1. Oleg Kiselyov
Non-deterministic choice in a conventional programming language: Enough for logic programming?
Logic programming is a fascinating approach, especially for AI and natural language processing. It is greatly appealing to declaratively state the properties of the problem and let the system find the solution. Most intriguing is the ability to run programs `forwards' and `backwards'.
However, the built-in search methods of logic programming systems don't fit all problems and hardly if at all customizable. Mainly, quite many computations and models are mostly deterministic. Implementing them in a logic programming language is significantly inefficient and requires extensive use of problematic features such as cut. Another problem is interfacing logic programs with mainstream language libraries: if mode analysis is not available (as is often the case), one has to live with run-time instantiatedness errors.

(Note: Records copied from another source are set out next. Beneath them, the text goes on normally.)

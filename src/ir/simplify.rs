//! A small algebraic simplifier: constant folding plus the handful of
//! identities needed to turn region extents like `(x + 39) - x + 1` into
//! constants.
//!
//! Integer division and modulus are Euclidean, so the remainder is never
//! negative. Division or modulus by zero folds to zero.

use crate::ir::dsl::*;
use crate::ir::expr::*;
use crate::ir::substitute::substitute;
use crate::ir::types::Type;

fn make_bool(value: bool) -> Expr {
    IntImm::make(Type::bool_(), value as i64)
}

fn const_bool(e: &Expr) -> Option<bool> {
    e.as_const_int().map(|v| v != 0)
}

fn const_float(e: &Expr) -> Option<f64> {
    e.as_::<FloatImm>().map(|f| f.value)
}

/// Wraps an integer constant to the width of `t`, as a cast to `t` would.
fn wrap_to(t: Type, value: i64) -> i64 {
    let bits = u32::from(t.bits);
    if t.is_bool() {
        (value != 0) as i64
    } else if bits >= 64 || !(t.is_int() || t.is_uint()) {
        value
    } else if t.is_uint() {
        value & ((1i64 << bits) - 1)
    } else {
        let shift = 64 - bits;
        (value << shift) >> shift
    }
}

fn is_const(e: &Expr, value: i64) -> bool {
    e.as_const_int() == Some(value)
}

fn fold_int(a: &Expr, b: &Expr, f: impl Fn(i64, i64) -> i64) -> Option<Expr> {
    match (a.as_const_int(), b.as_const_int()) {
        (Some(x), Some(y)) => Some(IntImm::make(a.type_(), f(x, y))),
        _ => None
    }
}

fn fold_float(a: &Expr, b: &Expr, f: impl Fn(f64, f64) -> f64) -> Option<Expr> {
    match (const_float(a), const_float(b)) {
        (Some(x), Some(y)) => Some(FloatImm::make(a.type_(), f(x, y))),
        _ => None
    }
}

fn fold_cmp(a: &Expr, b: &Expr, f: impl Fn(f64, f64) -> bool) -> Option<Expr> {
    let value = |e: &Expr| e.as_const_int().map(|v| v as f64).or_else(|| const_float(e));
    match (value(a), value(b)) {
        (Some(x), Some(y)) => Some(make_bool(f(x, y))),
        _ => None
    }
}

/// Splits `x + c` into `(x, c)` for a constant `c`.
fn split_const_add(e: &Expr) -> Option<(Expr, i64)> {
    let add = e.as_::<Add>()?;
    Some((add.a.clone(), add.b.as_const_int()?))
}

fn simplify_add(a: Expr, b: Expr) -> Expr {
    if let Some(e) = fold_int(&a, &b, i64::wrapping_add).or_else(|| fold_float(&a, &b, |x, y| x + y)) {
        return e;
    }
    // Keep constants on the right
    if a.as_const_int().is_some() && b.as_const_int().is_none() {
        return simplify_add(b, a);
    }
    if is_const(&b, 0) {
        return a;
    }
    if let (Some((x, c1)), Some(c2)) = (split_const_add(&a), b.as_const_int()) {
        return simplify_add(x, IntImm::make(b.type_(), c1.wrapping_add(c2)));
    }
    Add::make(a, b)
}

fn simplify_sub(a: Expr, b: Expr) -> Expr {
    if let Some(e) = fold_int(&a, &b, i64::wrapping_sub).or_else(|| fold_float(&a, &b, |x, y| x - y)) {
        return e;
    }
    if a == b && !a.type_().is_float() {
        return IntImm::make(a.type_(), 0);
    }
    if let Some(c) = b.as_const_int() {
        return simplify_add(a, IntImm::make(b.type_(), c.wrapping_neg()));
    }
    // (x + c) - x
    if let Some((x, c)) = split_const_add(&a) {
        if x == b {
            return IntImm::make(a.type_(), c);
        }
    }
    // (x + c1) - (x + c2)
    if let (Some((x1, c1)), Some((x2, c2))) = (split_const_add(&a), split_const_add(&b)) {
        if x1 == x2 {
            return IntImm::make(a.type_(), c1.wrapping_sub(c2));
        }
    }
    Sub::make(a, b)
}

fn simplify_mul(a: Expr, b: Expr) -> Expr {
    if let Some(e) = fold_int(&a, &b, i64::wrapping_mul).or_else(|| fold_float(&a, &b, |x, y| x * y)) {
        return e;
    }
    if a.as_const_int().is_some() && b.as_const_int().is_none() {
        return simplify_mul(b, a);
    }
    if is_const(&b, 0) {
        return b;
    }
    if is_const(&b, 1) {
        return a;
    }
    Mul::make(a, b)
}

fn simplify_div(a: Expr, b: Expr) -> Expr {
    let div = |x: i64, y: i64| if y == 0 { 0 } else { x.wrapping_div_euclid(y) };
    if let Some(e) = fold_int(&a, &b, div).or_else(|| fold_float(&a, &b, |x, y| x / y)) {
        return e;
    }
    if is_const(&b, 1) {
        return a;
    }
    Div::make(a, b)
}

fn simplify_mod(a: Expr, b: Expr) -> Expr {
    let rem = |x: i64, y: i64| if y == 0 { 0 } else { x.wrapping_rem_euclid(y) };
    if let Some(e) = fold_int(&a, &b, rem) {
        return e;
    }
    if is_const(&b, 1) {
        return IntImm::make(a.type_(), 0);
    }
    Mod::make(a, b)
}

/// Simplify an expression. Returns the input handle itself when nothing changes.
pub fn simplify(e: &Expr) -> Expr {
    if !e.defined() {
        return e.clone();
    }
    let result = match e.node() {
        ExprNode::IntImm(_) | ExprNode::FloatImm(_) | ExprNode::StringImm(_) | ExprNode::Variable(_) => {
            return e.clone();
        },
        ExprNode::Cast(c) => {
            let value = simplify(&c.value);
            match value.as_const_int() {
                Some(v) if c.type_.is_float() => FloatImm::make(c.type_, v as f64),
                Some(v) => IntImm::make(c.type_, wrap_to(c.type_, v)),
                None => match const_float(&value) {
                    Some(v) if !c.type_.is_float() => IntImm::make(c.type_, wrap_to(c.type_, v.trunc() as i64)),
                    Some(v) => FloatImm::make(c.type_, v),
                    None if value.type_() == c.type_ => value,
                    None => Cast::make(c.type_, value)
                }
            }
        },
        ExprNode::Add(n) => simplify_add(simplify(&n.a), simplify(&n.b)),
        ExprNode::Sub(n) => simplify_sub(simplify(&n.a), simplify(&n.b)),
        ExprNode::Mul(n) => simplify_mul(simplify(&n.a), simplify(&n.b)),
        ExprNode::Div(n) => simplify_div(simplify(&n.a), simplify(&n.b)),
        ExprNode::Mod(n) => simplify_mod(simplify(&n.a), simplify(&n.b)),
        ExprNode::Min(n) => {
            let (a, b) = (simplify(&n.a), simplify(&n.b));
            if a == b {
                a
            } else {
                fold_int(&a, &b, i64::min)
                    .or_else(|| fold_float(&a, &b, f64::min))
                    .unwrap_or_else(|| min(a, b))
            }
        },
        ExprNode::Max(n) => {
            let (a, b) = (simplify(&n.a), simplify(&n.b));
            if a == b {
                a
            } else {
                fold_int(&a, &b, i64::max)
                    .or_else(|| fold_float(&a, &b, f64::max))
                    .unwrap_or_else(|| max(a, b))
            }
        },
        ExprNode::EQ(n) => {
            let (a, b) = (simplify(&n.a), simplify(&n.b));
            if a == b { make_bool(true) } else { fold_cmp(&a, &b, |x, y| x == y).unwrap_or_else(|| EQ::make(a, b)) }
        },
        ExprNode::NE(n) => {
            let (a, b) = (simplify(&n.a), simplify(&n.b));
            if a == b { make_bool(false) } else { fold_cmp(&a, &b, |x, y| x != y).unwrap_or_else(|| NE::make(a, b)) }
        },
        ExprNode::LT(n) => {
            let (a, b) = (simplify(&n.a), simplify(&n.b));
            fold_cmp(&a, &b, |x, y| x < y).unwrap_or_else(|| LT::make(a, b))
        },
        ExprNode::LE(n) => {
            let (a, b) = (simplify(&n.a), simplify(&n.b));
            fold_cmp(&a, &b, |x, y| x <= y).unwrap_or_else(|| LE::make(a, b))
        },
        ExprNode::GT(n) => {
            let (a, b) = (simplify(&n.a), simplify(&n.b));
            fold_cmp(&a, &b, |x, y| x > y).unwrap_or_else(|| GT::make(a, b))
        },
        ExprNode::GE(n) => {
            let (a, b) = (simplify(&n.a), simplify(&n.b));
            fold_cmp(&a, &b, |x, y| x >= y).unwrap_or_else(|| GE::make(a, b))
        },
        ExprNode::And(n) => {
            let (a, b) = (simplify(&n.a), simplify(&n.b));
            match (const_bool(&a), const_bool(&b)) {
                (Some(false), _) | (_, Some(false)) => make_bool(false),
                (Some(true), _) => b,
                (_, Some(true)) => a,
                _ => And::make(a, b)
            }
        },
        ExprNode::Or(n) => {
            let (a, b) = (simplify(&n.a), simplify(&n.b));
            match (const_bool(&a), const_bool(&b)) {
                (Some(true), _) | (_, Some(true)) => make_bool(true),
                (Some(false), _) => b,
                (_, Some(false)) => a,
                _ => Or::make(a, b)
            }
        },
        ExprNode::Not(n) => {
            let a = simplify(&n.a);
            match const_bool(&a) {
                Some(v) => make_bool(!v),
                None => Not::make(a)
            }
        },
        ExprNode::Select(s) => {
            let condition = simplify(&s.condition);
            match const_bool(&condition) {
                Some(true) => simplify(&s.true_value),
                Some(false) => simplify(&s.false_value),
                None => {
                    let (t, f) = (simplify(&s.true_value), simplify(&s.false_value));
                    if t == f { t } else { Select::make(condition, t, f) }
                }
            }
        },
        ExprNode::Let(l) => {
            let value = simplify(&l.value);
            if value.is::<IntImm>() || value.is::<FloatImm>() || value.is::<Variable>() {
                simplify(&substitute(&l.name, &value, &l.body))
            } else {
                Let::make(&l.name, value, simplify(&l.body))
            }
        },
        ExprNode::Call(c) => {
            let args: Vec<Expr> = c.args.iter().map(simplify).collect();
            if args.iter().zip(&c.args).all(|(new, old)| new.same_as(old)) {
                return e.clone();
            }
            Call::make_indexed(c.type_, &c.name, args, c.call_type, c.value_index)
        }
    };

    // Hand back the original handle for structurally unchanged results
    if result == *e { e.clone() } else { result }
}

#[cfg(test)]
mod tests {
    use super::*;
    use test_case::test_case;

    fn x() -> Expr { Expr::var("x") }

    #[test_case((Expr::int(2) + 3) * x(), "x * 5"; "fold then commute")]
    #[test_case(x() - x(), "0"; "self subtraction")]
    #[test_case((x() + 39) - x() + 1, "40"; "extent of shifted interval")]
    #[test_case((x() + 2) + 3, "x + 5"; "reassociate constants")]
    #[test_case((x() - 2) + 3, "x + 1"; "subtract then add")]
    #[test_case(x() * 1 + 0, "x"; "identities")]
    #[test_case(x() * 0, "0"; "multiply by zero")]
    #[test_case(Expr::int(-7) / 2, "-4"; "euclidean division")]
    #[test_case(Expr::int(-7) % 2, "1"; "euclidean modulus")]
    #[test_case(Expr::int(7) / -2, "-3"; "euclidean division by negative")]
    #[test_case(Expr::int(7) % -2, "1"; "euclidean modulus by negative")]
    #[test_case(Expr::int(7) / 0, "0"; "division by zero")]
    #[test_case(min(3, 9) + max(x(), x()), "x + 3"; "min and max")]
    #[test_case(select(Expr::int(3).lt(4), x(), Expr::int(0)), "x"; "constant select")]
    #[test_case(Let::make("y", Expr::int(4), Expr::var("y") * 2), "8"; "constant let")]
    #[test_case(!(x().lt(1)).and(Expr::int(1).lt(2)), "!(x < 1)"; "boolean identities")]
    #[test_case(cast(Type::float(32), Expr::int(2)), "2.0f"; "cast constant")]
    #[test_case(cast(Type::uint(8), Expr::int(300)), "44"; "cast wraps unsigned")]
    #[test_case(cast(Type::int(8), Expr::int(200)), "-56"; "cast wraps signed")]
    #[test_case(cast(Type::int(16), Expr::float(70000.5)), "4464"; "float cast wraps")]
    fn test_simplify(e: Expr, expected: &str) {
        assert_eq!(simplify(&e).to_string(), expected);
    }

    #[test]
    fn test_unchanged_keeps_identity() {
        let e = x() + Expr::var("y");
        assert!(simplify(&e).same_as(&e));
        let call = Call::make(Type::int(32), "f", vec![x(), Expr::int(1)], CallType::Halide);
        assert!(simplify(&call).same_as(&call));
    }

    #[test]
    fn test_symbolic_extent_stays_symbolic() {
        let n = Expr::var("n");
        let e = simplify(&((n.clone() - 1) - 0 + 1));
        assert_eq!(e, n);
        assert_eq!(simplify(&(n.clone() * 2 - n)).as_const_int(), None);
    }
}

An alternative to logic programming, where non-determinism is default, is a deterministic programming system (such as Scheme, OCaml, Scala or Haskell -- or even C) with (probabilistic) non-determinism as an option. Is this a good alternative? We explore this question. We will use Hansei -- a probabilistic programming system implemented as a library in OCaml -- to solve a number of classic logic programming problems, from zebra to scheduling, to parser combinators, to reversible type checking.
2. Hugo Pacheco
Bidirectional Data Transformation by Calculation
The advent of bidirectional programming, in recent years, has led to the development of a vast number of approaches from various computer science disciplines. These are often based on domain-specific languages in which a program can be read both as a forward and a backward transformation that satisfy some desirable consistency properties.
Despite the high demand and recognized potential of intrinsically bidirectional languages, they have still not matured to the point of mainstream adoption. We contemplate some usually disregarded features of bidirectional transformation languages that are vital for deployment at a larger scale. The first concerns efficiency. Most of these languages provide a rich set of primitive combinators that can be composed to build more sophisticated transformations. Although convenient, such compositional languages are plagued by inefficiency and their optimization is mandatory for a serious application. The second relates to configurability. As update translation is inherently ambiguous, users shall be allowed to control the choice of a suitable strategy. The third regards genericity. Writing a bidirectional transformation typically implies describing the concrete steps that convert values in a source schema to values a target schema, making it impractical to express very complex transformations, and practical tools shall support concise and generic coding patterns.